Discussion and conclusions

Although the cause of the small intestinal intrinsic muscle layer loss in SAIM remains unknown, congenital or acquired factors have been considered. Most cases of congenital SAIM were reported in preterm and low-birthweight infants, and some researchers hypothesised that SAIM was caused by dysplasia of the small intestinal muscle layer in the embryonic period or as a result of transient ischemia after birth [5, 6, 8, 9]. In particular, typical congenital SAIM presented clinically as intestinal perforation or obstruction in neonates and early childhood. In contrast, acquired SAIM cases in adulthood were reported to have intestinal ischemia secondary to hypertension or chronic constipation involved in the onset of acquired SAIM [12, 13]. Our present patient presented with no past history of hypertension and chronic constipation, hence a diagnosis of congenital SAIM was confirmed.

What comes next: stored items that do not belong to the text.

//! Route definitions for the ClientDesk HTTP API.
//!
//! All routes are organized by resource and mounted under `/api`.
//! Protected groups carry their middleware as route layers, so the auth
//! check runs first, then role gating, then the handler's extractors.

use axum::{
    Router,
    middleware as axum_middleware,
    routing::{get, post},
};

use crate::handlers;
use crate::middleware;
use crate::state::AppState;

/// Build the `/api` router with all routes and their guards.
pub fn build_router(state: AppState) -> Router {
    let api_routes = Router::new()
        .merge(public_routes())
        .merge(session_routes(state.clone()))
        .merge(client_routes(state.clone()))
        .merge(employee_routes(state.clone()));

    Router::new().nest("/api", api_routes).with_state(state)
}

/// Login and health: no token required.
fn public_routes() -> Router<AppState> {
    Router::new()
        .route("/login", post(handlers::auth::login))
        .route("/health", get(handlers::health::health))
}

/// Any authenticated user.
fn session_routes(state: AppState) -> Router<AppState> {
    Router::new()
        .route("/logout", post(handlers::auth::logout))
        .route("/user", get(handlers::auth::current_user))
        .route_layer(axum_middleware::from_fn_with_state(
            state,
            middleware::auth::authenticate,
        ))
}

/// Clients, their history and the report: admins and employees.
fn client_routes(state: AppState) -> Router<AppState> {
    Router::new()
        .route(
            "/client",
            get(handlers::client::list_clients).post(handlers::client::create_client),
        )
        .route("/client/report", get(handlers::client::client_report))
        .route(
            "/client/{id}",
            get(handlers::client::get_client)
                .put(handlers::client::update_client)
                .delete(handlers::client::deactivate_client),
        )
        .route("/client/{id}/logs", get(handlers::client::client_logs))
        .route_layer(axum_middleware::from_fn_with_state(
            state.clone(),
            middleware::rbac::require_staff,
        ))
        .route_layer(axum_middleware::from_fn_with_state(
            state,
            middleware::auth::authenticate,
        ))
}

/// Employee management: admins only.
fn employee_routes(state: AppState) -> Router<AppState> {
    Router::new()
        .route(
            "/employee",
            get(handlers::employee::list_employees).post(handlers::employee::create_employee),
        )
        .route(
            "/employee/{id}",
            get(handlers::employee::get_employee)
                .put(handlers::employee::update_employee)
                .delete(handlers::employee::delete_employee),
        )
        .route_layer(axum_middleware::from_fn_with_state(
            state.clone(),
            middleware::rbac::require_admin,
        ))
        .route_layer(axum_middleware::from_fn_with_state(
            state,
            middleware::auth::authenticate,
        ))
}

According to adult and pediatric case reports and systematic reviews from 1997 to 2016 identified in a PubMed search for segmental absence of intestinal musculature, 2, 16, and 8 cases occurred in the duodenum, small intestine (7 cases: jejunum, 9 cases: ileum), and colon (6 cases: sigmoid colon, 1 case: ascending colon, 1 case: descending colon), respectively. These SAIM cases were generally diagnosed after emergency surgery due to intestinal perforation [6, 7, 12,13,14,15,16,17,18]. Although the present case involved the ileum, which was a relatively typical site in previous reports, cases with small intestinal stenosis that were diagnosed before intestinal perforation have not been previously reported. In addition, there have been no published papers reporting ultrasonic imaging findings of SAIM, including cases in which ultrasonography contributed to the diagnosis, as in the present case.

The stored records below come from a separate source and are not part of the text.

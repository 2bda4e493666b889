//! RBAC enforcement logic: checks whether a role has a required permission.

use clientdesk_core::error::AppError;
use clientdesk_entity::user::UserRole;

use super::policies::{RbacPolicies, SystemPermission};

/// Enforces role-based access control for API operations.
#[derive(Debug, Clone, Default)]
pub struct RbacEnforcer {
    policies: RbacPolicies,
}

impl RbacEnforcer {
    /// Creates a new enforcer with the default policy set.
    pub fn new() -> Self {
        Self::default()
    }

    /// Creates an enforcer with custom policies.
    pub fn with_policies(policies: RbacPolicies) -> Self {
        Self { policies }
    }

    /// Returns `Ok(())` if the role holds `permission`, an authorization
    /// error otherwise.
    pub fn require_permission(
        &self,
        role: &UserRole,
        permission: &SystemPermission,
    ) -> Result<(), AppError> {
        if self.policies.has_permission(role, permission) {
            Ok(())
        } else {
            Err(AppError::authorization(format!(
                "Role '{role}' does not have permission '{permission:?}'"
            )))
        }
    }

    /// Checks whether the role has the required permission (returns bool).
    pub fn has_permission(&self, role: &UserRole, permission: &SystemPermission) -> bool {
        self.policies.has_permission(role, permission)
    }
}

Although SAIM is characterized by thinning of the intestinal tract due to histological hypoplasia or loss of the inner muscular layer, but maintenance of the mucosal layer, a case in which the muscle defect portion of the intestinal wall was replaced by fibrous tissue has been reported [7]. The histopathology of the present case also showed the same findings as previously reported, and thus some recurrent inflammatory damage in the dilated intestinal tract may have resulted in scarring and fibrosis during repeated mucosal healing of the ulcerous lesion and small bowel stenosis. Furthermore, in the present case, there appeared to be intestinal congestion in dilated intestine, which caused ulcerative bleeding and anemia.

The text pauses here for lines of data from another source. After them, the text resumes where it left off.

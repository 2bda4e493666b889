//! Startup seeding of the administrator account.

use tracing::info;

use clientdesk_auth::password::PasswordHasher;
use clientdesk_core::config::BootstrapConfig;
use clientdesk_core::result::AppResult;
use clientdesk_database::store::{Database, UnitOfWork, UserRepository};
use clientdesk_entity::user::{NewUser, UserRole};

/// Create the configured admin unless a user with that email exists.
///
/// Returns `true` when a user was created.
pub async fn seed_admin(
    db: &dyn Database,
    hasher: &PasswordHasher,
    config: &BootstrapConfig,
) -> AppResult<bool> {
    let mut uow = db.begin().await?;
    if uow.find_user_by_email(&config.email).await?.is_some() {
        return Ok(false);
    }

    let user = uow
        .insert_user(&NewUser {
            name: config.name.clone(),
            email: config.email.clone(),
            password_hash: hasher.hash_password(&config.password)?,
            role: UserRole::Admin,
        })
        .await?;
    uow.commit().await?;

    info!(user_id = user.id, email = %user.email, "Bootstrap admin created");
    Ok(true)
}
//! Employee statements.

use async_trait::async_trait;
use chrono::{DateTime, NaiveDate, Utc};
use sqlx::FromRow;

use clientdesk_core::result::AppResult;
use clientdesk_entity::employee::{Employee, EmployeeChanges, EmployeeWithUser, NewEmployee};
use clientdesk_entity::user::{User, UserRole};

use super::{PgUnitOfWork, db_error};
use crate::store::EmployeeRepository;

const SELECT_EMPLOYEE_WITH_USER: &str = r#"
    SELECT e.id, e.user_id, e.job_title, e.joined_at, e.created_at, e.updated_at,
           u.name AS user_name, u.email AS user_email, u.password_hash AS user_password_hash,
           u.role AS user_role, u.created_at AS user_created_at, u.updated_at AS user_updated_at
    FROM employees e
    JOIN users u ON u.id = e.user_id
"#;

/// Flat row of the employee/user join.
#[derive(Debug, FromRow)]
struct EmployeeUserRow {
    id: i64,
    user_id: i64,
    job_title: Option<String>,
    joined_at: Option<NaiveDate>,
    created_at: DateTime<Utc>,
    updated_at: DateTime<Utc>,
    user_name: String,
    user_email: String,
    user_password_hash: String,
    user_role: UserRole,
    user_created_at: DateTime<Utc>,
    user_updated_at: DateTime<Utc>,
}

impl From<EmployeeUserRow> for EmployeeWithUser {
    fn from(row: EmployeeUserRow) -> Self {
        Self {
            employee: Employee {
                id: row.id,
                user_id: row.user_id,
                job_title: row.job_title,
                joined_at: row.joined_at,
                created_at: row.created_at,
                updated_at: row.updated_at,
            },
            user: User {
                id: row.user_id,
                name: row.user_name,
                email: row.user_email,
                password_hash: row.user_password_hash,
                role: row.user_role,
                created_at: row.user_created_at,
                updated_at: row.user_updated_at,
            },
        }
    }
}

#[async_trait]
impl EmployeeRepository for PgUnitOfWork {
    async fn list_employees(&mut self) -> AppResult<Vec<EmployeeWithUser>> {
        let rows = sqlx::query_as::<_, EmployeeUserRow>(&format!(
            "{SELECT_EMPLOYEE_WITH_USER} ORDER BY e.id"
        ))
        .fetch_all(&mut *self.tx)
        .await
        .map_err(db_error("Failed to list employees"))?;
        Ok(rows.into_iter().map(Into::into).collect())
    }

    async fn find_employee(&mut self, id: i64) -> AppResult<Option<EmployeeWithUser>> {
        let row = sqlx::query_as::<_, EmployeeUserRow>(&format!(
            "{SELECT_EMPLOYEE_WITH_USER} WHERE e.id = $1"
        ))
        .bind(id)
        .fetch_optional(&mut *self.tx)
        .await
        .map_err(db_error("Failed to find employee"))?;
        Ok(row.map(Into::into))
    }

    async fn insert_employee(&mut self, employee: &NewEmployee) -> AppResult<Employee> {
        sqlx::query_as::<_, Employee>(
            r#"INSERT INTO employees (user_id, job_title, joined_at)
               VALUES ($1, $2, $3)
               RETURNING *"#,
        )
        .bind(employee.user_id)
        .bind(&employee.job_title)
        .bind(employee.joined_at)
        .fetch_one(&mut *self.tx)
        .await
        .map_err(db_error("Failed to create employee"))
    }

    async fn update_employee(
        &mut self,
        id: i64,
        changes: &EmployeeChanges,
    ) -> AppResult<Employee> {
        sqlx::query_as::<_, Employee>(
            r#"UPDATE employees
               SET job_title = COALESCE($2, job_title),
                   joined_at = COALESCE($3, joined_at),
                   updated_at = NOW()
               WHERE id = $1
               RETURNING *"#,
        )
        .bind(id)
        .bind(&changes.job_title)
        .bind(changes.joined_at)
        .fetch_one(&mut *self.tx)
        .await
        .map_err(db_error("Failed to update employee"))
    }

    async fn delete_employee(&mut self, id: i64) -> AppResult<bool> {
        sqlx::query("DELETE FROM employees WHERE id = $1")
            .bind(id)
            .execute(&mut *self.tx)
            .await
            .map(|r| r.rows_affected() > 0)
            .map_err(db_error("Failed to delete employee"))
    }
}
//! User domain entities.

pub mod model;
pub mod role;

pub use model::{NewUser, User, UserChanges};
pub use role::UserRole;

On ultrasonic examination, it was reported that ultrasonic Doppler signal enhancement of the thickened intestinal wall [19] and hyperechoic thickening of extraintestinal stromal tissue, called the “creeping fat sign” [10], were considered to be essential findings for making a diagnosis of CD. In contrast, no power Doppler signal of the thickened intestinal wall with high echogenicity might suggest intestinal stenosis. The present case had intestinal stenosis similar to the ultrasonic findings of CD, but neither Doppler signal enhancement nor the “creeping fat sign” around it. Therefore, to differentiate SAIM and CD by ultrasonography, it might be useful to identify atypical CD findings around the stenotic lesion, but further work is needed in larger cohorts. In addition, in some SAIM cases, it was reported that they had other lesions of SAIM within the intestinal tract [1], but double-balloon endoscopy confirmed no other SAIM lesions in the present case.

In conclusion, a novel SAIM case with small intestinal stenosis that was difficult to differentiate from typical CD was reported. The SAIM involved not only intestinal ileus and perforation, but also small intestinal stenosis. Although no other reports have demonstrated the usefulness of abdominal ultrasonography for the diagnosis of SAIM, this report suggests that ultrasonography may be useful for differentiating SAIM from CD by close observation of the area around the small intestinal stenosis.